What this rhetorical sleight of hand does is to deresponsibilize the Party by eliding the means and process and focusing solely on the aims.
That isn’t to say that the CCP’s narrative hasn’t changed. Instead, the Party and its military enablers are now using the benefit of hindsight to justify the atrocity, and like many other things in the Orwellian world of the CCP, this novel meme is now part of the narrative, repeated and repeated until it takes on its own reality. Asked about the massacre during the Shangri-La Dialogue in Singapore on Sunday, General Wei Fenghe, State Councilor and Minister of National Defense of the People’s Republic of China, firmly responded that the CCP had done the right thing on June 4, 1989, by cracking down on protesters. The reason? Look at all the progress that has occurred in China over the part three decades — the enrichment, the development and the emergence of China as a major power on the international scene. Given all these successes, Wei and others ask us, how could this spasm of violence have been wrong? And why, implicitly, should the perpetrators be held accountable?

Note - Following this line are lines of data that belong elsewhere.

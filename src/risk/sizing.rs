//! Fractional Kelly position sizing with hard caps
//!
//! The stake is the smallest of the Kelly stake, the per-bet maximum and the
//! remaining daily exposure. Exact ties are attributed in the order
//! max bet, daily exposure, Kelly fraction.

use rust_decimal::Decimal;

use super::kelly::full_kelly;
use super::{CappedBy, SizingResult, StakeLimits};
use crate::config::SizingConfig;
use crate::error::AnalysisError;
use crate::gate::EdgeDecision;

/// Fractional Kelly position sizer
#[derive(Debug, Clone)]
pub struct PositionSizer {
    kelly_scale: Decimal,
}

impl PositionSizer {
    /// Create a sizer; `kelly_scale` must be in (0, 1]
    pub fn new(kelly_scale: Decimal) -> Result<Self, AnalysisError> {
        if kelly_scale <= Decimal::ZERO || kelly_scale > Decimal::ONE {
            return Err(AnalysisError::Configuration(format!(
                "kelly scale {kelly_scale} outside (0, 1]"
            )));
        }
        Ok(Self { kelly_scale })
    }

    /// Create from SizingConfig
    pub fn from_config(config: &SizingConfig) -> Result<Self, AnalysisError> {
        Self::new(config.kelly_scale)
    }

    pub fn kelly_scale(&self) -> Decimal {
        self.kelly_scale
    }

    /// Recommend a stake for a gated decision
    ///
    /// Rejected decisions get a zero stake.
    pub fn size(&self, decision: &EdgeDecision, limits: &StakeLimits) -> SizingResult {
        if !decision.approved {
            return SizingResult::none();
        }

        let full = full_kelly(decision.fair_probability, decision.breakeven);
        let kelly_fraction = full * self.kelly_scale;
        if kelly_fraction <= Decimal::ZERO {
            return SizingResult {
                full_kelly: full,
                ..SizingResult::none()
            };
        }

        let kelly_stake = (kelly_fraction * limits.bankroll()).min(limits.bankroll());

        // First strictly smaller bound wins, so ties keep the earlier entry
        let bounds = [
            (limits.max_bet(), CappedBy::MaxBet),
            (limits.daily_exposure_remaining(), CappedBy::DailyExposure),
            (kelly_stake, CappedBy::KellyFraction),
        ];
        let (recommended_stake, capped_by) = bounds
            .into_iter()
            .fold(None, |best: Option<(Decimal, CappedBy)>, (value, cap)| match best {
                Some((current, _)) if current <= value => best,
                _ => Some((value, cap)),
            })
            .unwrap_or((Decimal::ZERO, CappedBy::None));

        tracing::debug!(
            %full,
            %kelly_fraction,
            %recommended_stake,
            %capped_by,
            "Sized position"
        );

        SizingResult {
            full_kelly: full,
            kelly_fraction,
            recommended_stake,
            capped_by,
        }
    }
}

What this rhetorical sleight of hand does is to deresponsibilize the Party by eliding the means and process and focusing solely on the aims. As long as the end result is an improvement on the past — and it goes without saying that the Party and the Party alone is to judge what constitutes progress and success — any act, however inhuman, is justified, and those responsible for the excesses are therefore liberated from any moral responsibility. By this logic, terrible acts of the past, mass slaughters, ethnic cleansing, genocide and so on can also be justified if, years later, the society that descended into madness is now faring better than it was prior to the cataclysm. Thus, one could justify the Rwandan genocide of 1994, for today, Rwanda is faring better than it did in 1993, and parts of the former Yugoslavia are wealthier today than they were before the region descended into civil war and cycles of ethnic cleansing. It’s the results that count; the process matters not at all.
This approach to history also denies the possibility of asking what China would be like three decades later without the massacre and the repression that ensued. Was repression necessary for China to achieve what it has achieved during those 30 years? Would China today absent the bloodshed and repression and mass amnesia be worse off today? Or could it have achieved similar levels of development, but, reformed, done so in a more equitable manner? In other words, was authoritarian rule and a crackdown on protesters in 1989 a precondition for China’s success?

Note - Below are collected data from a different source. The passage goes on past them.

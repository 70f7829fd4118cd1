//! polybet: risk-aware betting analysis for Polymarket sports markets
//!
//! This library provides the core components for:
//! - Market discovery via the Gamma API, with optional CLOB quotes
//! - Deterministic candidate selection for free-text match descriptions
//! - Fair probability estimation (de-vig + reference blend)
//! - Edge and expected value gating against configured thresholds
//! - Fractional Kelly sizing with per-bet and daily caps
//! - Markdown and JSON reports
//! - Structured logging and Prometheus metrics

pub mod analysis;
pub mod cli;
pub mod config;
pub mod error;
pub mod gate;
pub mod market;
pub mod pricing;
pub mod report;
pub mod risk;
pub mod selection;
pub mod telemetry;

This is Mao Zedong speaking to us from his cold grave, through the mouths of Gen. Wei and many others within the CCP.
This mentality is a recipe for future abuse, which should serve as an important reminder to societies, minorities and politicians who believe they can expect fair treatment at the hands of an unrepentant CCP. What is happening in Xinjiang at the moment, what with the concentration camps and experiments and nightmarish clampdown — and I asked Gen. Wei about those during his plenary in Singapore, with the altogether predictable answer that the CCP has got it exactly right in the region and is merely providing “vocational training” for Uyghurs — is a direct descendant of that concept of power and its relationship with process. It is unforgiving, ruthless, morally bankrupt and entirely lacking in self-awareness. And proof that, for all its avowed accomplishments, the CCP hasn’t learned a thing about benevolent rule since that dark night on June 4, 1989.
J. Michael Cole is a Taipei-based senior fellow with the Macdonald-Laurier Institute in Ottawa and a senior fellow with the Global Taiwan Institute in Washington, DC. He is a former analyst with the Canadian Security Intelligence Service (CSIS) in Ottawa.